Monday, January 24, 2011

I Loved Him So Much

I LOVED HIM SO MUCH,

I was the only one in his life, or so I thought. He was my frist love and it felt so great. I remember when we would go out he was so proud to be with me, and he told his friends about me all the time. I never once ever thought it would end, specially the way it did. I was at my father's house one day, like always, I thought he was at work. He was always there before, but not this time.

I finally decided it was time for me to go home, leave my dads. I went to the store on my way home and did what you would normally do on any given day. I was driving down our road whem I noticed his truck was in the drive way and so wasn't my sister's car. I wasn't suppose to go home that day, I was going to stay at my dads, but decided to go home for odd reason. I had always stayed at my dads cause he worked nights, but there was something telling to go home, actually I was feeling like something bad had hapen and didn't know why.

I pulled into the drive way really slow, I wanted to surprise him by me coming home that early and I never for once ever thought there was something going on between him and my sister. Anyway, I got out of the car went up to the front door and open it up just like any other time before.

When the door opened i allmost couldn't breath and I passed out from the shock of what I seen. There was my sister and our friend with my old man, in my livingroom, having a threesome. I have never felt that much before in my life. It was so bad, I thought I had a heart atack or stroke.

All I could do was stand there, I couldn't move, It was like I was dead, I was in shock so bad that I had to go to the hospital. On the way there I couldn't move, talk, or even feel anything, nothing, it was like I was dead. For the next year after that I was allways walking around like I was lost, and I was.
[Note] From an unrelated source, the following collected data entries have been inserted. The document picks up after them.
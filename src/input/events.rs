//! Tagged event types consumed by the input router.
//!
//! Pointer gestures and keyboard-shaped input share one entry point; the
//! distinction is encoded in [`PadEvent`] at the call boundary rather than
//! inferred from event shape.

use std::collections::BTreeMap;

/// Gesture phase of a pointer event, unified across mouse and touch.
#[derive(Debug, Clone, Copy, PartialEq, Eq)]
pub enum Phase {
    /// touchstart / mousedown
    Start,
    /// touchmove / mousemove
    Move,
    /// touchend / mouseup
    End,
}

/// Identity of a tracked input point.
#[derive(Debug, Clone, PartialEq, Eq, PartialOrd, Ord)]
pub enum ContactId {
    /// A hardware touch identifier.
    Touch(u64),
    /// The single synthesized mouse contact.
    Desktop,
    /// Contact synthesized from a key press driving the named control.
    Key(String),
    /// Contact synthesized from directional keys driving the stick.
    KeyStick,
}

impl ContactId {
    /// True for contacts synthesized from keyboard input rather than a
    /// physical pointer.
    pub fn is_synthetic(&self) -> bool {
        matches!(self, ContactId::Key(_) | ContactId::KeyStick)
    }
}

/// One active input point in a pointer event.
#[derive(Debug, Clone, PartialEq)]
pub struct TouchPoint {
    pub id: ContactId,
    pub x: f64,
    pub y: f64,
}

impl TouchPoint {
    pub fn new(id: ContactId, x: f64, y: f64) -> Self {
        Self { id, x, y }
    }
}

/// A pointer gesture event.
///
/// `touches` is the full set of points still on the surface; `changed`
/// lists the points that triggered the event (only meaningful on
/// [`Phase::End`], where it names the lifted contacts).
#[derive(Debug, Clone, PartialEq)]
pub struct PointerEvent {
    pub phase: Phase,
    pub touches: Vec<TouchPoint>,
    pub changed: Vec<TouchPoint>,
}

impl PointerEvent {
    /// Touch event constructor.
    pub fn touch(phase: Phase, touches: Vec<TouchPoint>, changed: Vec<TouchPoint>) -> Self {
        Self {
            phase,
            touches,
            changed,
        }
    }

    /// Mouse press, synthesized as the single `desktop` contact.
    pub fn mouse_down(x: f64, y: f64) -> Self {
        Self {
            phase: Phase::Start,
            touches: vec![TouchPoint::new(ContactId::Desktop, x, y)],
            changed: Vec::new(),
        }
    }

    /// Mouse drag.
    pub fn mouse_move(x: f64, y: f64) -> Self {
        Self {
            phase: Phase::Move,
            touches: vec![TouchPoint::new(ContactId::Desktop, x, y)],
            changed: Vec::new(),
        }
    }

    /// Mouse release. The desktop contact is listed as changed and the
    /// remaining touch set is empty, so the router's no-contacts reset
    /// applies.
    pub fn mouse_up(x: f64, y: f64) -> Self {
        Self {
            phase: Phase::End,
            touches: Vec::new(),
            changed: vec![TouchPoint::new(ContactId::Desktop, x, y)],
        }
    }
}

/// Input consumed by the router: either a pointer gesture or a
/// keyboard-shaped mapping of named keys to pressed state.
#[derive(Debug, Clone, PartialEq)]
pub enum PadEvent {
    Pointer(PointerEvent),
    /// Direction names (`left`, `up`, `right`, `down`) plus any control
    /// key bindings, each mapped to its pressed state.
    Keys(BTreeMap<String, bool>),
}

impl PadEvent {
    /// Convenience constructor for keyboard-shaped input.
    pub fn keys<I, S>(pairs: I) -> Self
    where
        I: IntoIterator<Item = (S, bool)>,
        S: Into<String>,
    {
        PadEvent::Keys(
            pairs
                .into_iter()
                .map(|(name, pressed)| (name.into(), pressed))
                .collect(),
        )
    }
}
//! Individual pad controls and their cached hit regions.

use crate::draw::color::Color;
use crate::util::{self, Rect};

/// Precomputed geometry used for input-to-control hit-testing.
///
/// Owned exclusively by the controller and rebuilt whenever layout changes
/// (initial setup or surface resize).
#[derive(Debug, Clone, Copy, PartialEq)]
pub enum HitRegion {
    /// Round control: Euclidean distance test against center and radius.
    Circle { cx: f64, cy: f64, radius: f64 },
    /// Rect control: axis-aligned bounds test.
    Bounds(Rect),
}

impl HitRegion {
    /// Returns true if the point activates this region.
    pub fn contains(&self, x: f64, y: f64) -> bool {
        match self {
            HitRegion::Circle { cx, cy, radius } => util::distance(x, y, *cx, *cy) < *radius,
            HitRegion::Bounds(rect) => rect.contains(x, y),
        }
    }

    /// Point at the region's top-left plus half its extent.
    ///
    /// Used to position contacts synthesized from key presses.
    pub fn midpoint(&self) -> (f64, f64) {
        match self {
            HitRegion::Circle { cx, cy, .. } => (*cx, *cy),
            HitRegion::Bounds(rect) => (rect.x + rect.width / 2.0, rect.y + rect.height / 2.0),
        }
    }
}

/// Visual shape of a control.
#[derive(Debug, Clone, Copy, PartialEq)]
pub enum ControlShape {
    /// Filled circle with a label at the center.
    Round { cx: f64, cy: f64, radius: f64 },
    /// Rounded rect with a label underneath (start/select).
    Rect(Rect),
}

/// One configured interactive element: a round or rectangular button.
///
/// The directional stick is a separate type ([`super::Stick`]).
#[derive(Debug, Clone, PartialEq)]
pub struct Control {
    /// Unique name within the controller; the key in the state snapshot.
    pub id: String,
    pub shape: ControlShape,
    pub color: Color,
    /// Optional keyboard binding driving this control.
    pub key: Option<String>,
    /// Cached hit-test geometry.
    pub hit: HitRegion,
    /// Whether a contact currently presses this control (drawing halo).
    pub active: bool,
}

impl Control {
    /// Builds a round button centered at (cx, cy).
    pub fn round(id: impl Into<String>, cx: f64, cy: f64, radius: f64, color: Color) -> Self {
        Self {
            id: id.into(),
            shape: ControlShape::Round { cx, cy, radius },
            color,
            key: None,
            hit: HitRegion::Circle { cx, cy, radius },
            active: false,
        }
    }

    /// Builds a rectangular button from its origin and extent.
    pub fn rect(id: impl Into<String>, rect: Rect, color: Color) -> Self {
        Self {
            id: id.into(),
            shape: ControlShape::Rect(rect),
            color,
            key: None,
            hit: HitRegion::Bounds(rect),
            active: false,
        }
    }

    /// Attaches a keyboard binding.
    pub fn with_key(mut self, key: Option<String>) -> Self {
        self.key = key;
        self
    }

    /// Returns true if the point hits this control.
    pub fn contains(&self, x: f64, y: f64) -> bool {
        self.hit.contains(x, y)
    }

    /// Center of the control.
    pub fn center(&self) -> (f64, f64) {
        match self.shape {
            ControlShape::Round { cx, cy, .. } => (cx, cy),
            ControlShape::Rect(rect) => (rect.x + rect.width / 2.0, rect.y + rect.height / 2.0),
        }
    }
}
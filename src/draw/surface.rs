//! Drawing-surface abstraction consumed by the renderer.
//!
//! Rendering backends (a 2D canvas, a GPU quad batcher, a test recorder)
//! implement [`DrawSurface`]. The pad core only ever talks to this trait:
//! it queries logical dimensions, asks for resize reconfiguration, and emits
//! a small set of drawing primitives.

use crate::draw::color::Color;
use crate::draw::font::FontSize;
use crate::util::Rect;

/// Horizontal text alignment for [`DrawSurface::fill_text`].
#[derive(Debug, Clone, Copy, PartialEq, Eq)]
pub enum TextAlign {
    Left,
    Center,
    Right,
}

/// Render target owned by the pad.
///
/// Implementations own the pixel buffer, device-scale factors and any
/// backend handles. `update_dimensions` must clear and reconfigure the
/// target; callers are responsible for re-initializing the controller
/// afterwards since control positions depend on surface size.
pub trait DrawSurface {
    /// Logical width and height in surface coordinates.
    fn dimensions(&self) -> (f64, f64);

    /// Resizes the target, recomputing device scale and clearing content.
    fn update_dimensions(&mut self, width: f64, height: f64);

    /// Clears the whole target.
    fn clear(&mut self);

    /// Fills a circle.
    fn fill_circle(&mut self, cx: f64, cy: f64, radius: f64, color: Color);

    /// Strokes a circle outline.
    fn stroke_circle(&mut self, cx: f64, cy: f64, radius: f64, line_width: f64, color: Color);

    /// Fills a rounded rectangle. `radius` is already clamped by the caller
    /// via [`crate::util::corner_radius`].
    fn fill_round_rect(&mut self, rect: Rect, radius: f64, color: Color);

    /// Strokes a rounded rectangle outline.
    fn stroke_round_rect(&mut self, rect: Rect, radius: f64, line_width: f64, color: Color);

    /// Draws a text run anchored at (x, y) with vertical centering.
    fn fill_text(&mut self, text: &str, x: f64, y: f64, size: FontSize, align: TextAlign, color: Color);
}

/// A recorded drawing primitive, for assertions and headless use.
#[derive(Debug, Clone, PartialEq)]
pub enum DrawOp {
    Clear,
    FillCircle {
        cx: f64,
        cy: f64,
        radius: f64,
        color: Color,
    },
    StrokeCircle {
        cx: f64,
        cy: f64,
        radius: f64,
        line_width: f64,
        color: Color,
    },
    FillRoundRect {
        rect: Rect,
        radius: f64,
        color: Color,
    },
    StrokeRoundRect {
        rect: Rect,
        radius: f64,
        line_width: f64,
        color: Color,
    },
    FillText {
        text: String,
        x: f64,
        y: f64,
        size: FontSize,
        align: TextAlign,
        color: Color,
    },
}

/// Surface that records every primitive instead of rasterizing.
///
/// Used by the test suite and useful for consumers that replay the ops
/// against their own backend.
#[derive(Debug)]
pub struct RecordingSurface {
    width: f64,
    height: f64,
    scale: (f64, f64),
    /// Recorded primitives in emission order.
    pub ops: Vec<DrawOp>,
}

impl RecordingSurface {
    /// Creates a recording surface with the given logical dimensions.
    pub fn new(width: f64, height: f64) -> Self {
        Self {
            width,
            height,
            scale: (1.0, 1.0),
            ops: Vec::new(),
        }
    }

    /// Device scale factors recomputed on resize.
    pub fn scale(&self) -> (f64, f64) {
        self.scale
    }

    /// Drops all recorded ops.
    pub fn reset(&mut self) {
        self.ops.clear();
    }
}

impl DrawSurface for RecordingSurface {
    fn dimensions(&self) -> (f64, f64) {
        (self.width, self.height)
    }

    fn update_dimensions(&mut self, width: f64, height: f64) {
        // Scale is relative to the initial dimensions, mirroring a
        // device-pixel-ratio recompute on a real backend.
        if self.width > 0.0 && self.height > 0.0 {
            self.scale = (width / self.width, height / self.height);
        }
        self.width = width;
        self.height = height;
        self.ops.clear();
        self.ops.push(DrawOp::Clear);
    }

    fn clear(&mut self) {
        self.ops.push(DrawOp::Clear);
    }

    fn fill_circle(&mut self, cx: f64, cy: f64, radius: f64, color: Color) {
        self.ops.push(DrawOp::FillCircle {
            cx,
            cy,
            radius,
            color,
        });
    }

    fn stroke_circle(&mut self, cx: f64, cy: f64, radius: f64, line_width: f64, color: Color) {
        self.ops.push(DrawOp::StrokeCircle {
            cx,
            cy,
            radius,
            line_width,
            color,
        });
    }

    fn fill_round_rect(&mut self, rect: Rect, radius: f64, color: Color) {
        self.ops.push(DrawOp::FillRoundRect {
            rect,
            radius,
            color,
        });
    }

    fn stroke_round_rect(&mut self, rect: Rect, radius: f64, line_width: f64, color: Color) {
        self.ops.push(DrawOp::StrokeRoundRect {
            rect,
            radius,
            line_width,
            color,
        });
    }

    fn fill_text(
        &mut self,
        text: &str,
        x: f64,
        y: f64,
        size: FontSize,
        align: TextAlign,
        color: Color,
    ) {
        self.ops.push(DrawOp::FillText {
            text: text.to_string(),
            x,
            y,
            size,
            align,
            color,
        });
    }
}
I didn't know anything, didn't feel anything, I was dead.

It's been a few years since then and I still sometimes go into a sate of mind where I really not here or any where at that matter. I am stil going in out out of shock for all the pain. I seen him the other day and all he could is look at me and not even say a word, He had hurt himsele just as bad as they did me.

I left him that day I caught them, I could never be with him again, cause every time I seen either one of them, all my mind would do is start playing it over and over in my head.

I am doing so much better now. I just can't trust anyone. But i know someday I will again, I just can't give up on that wish.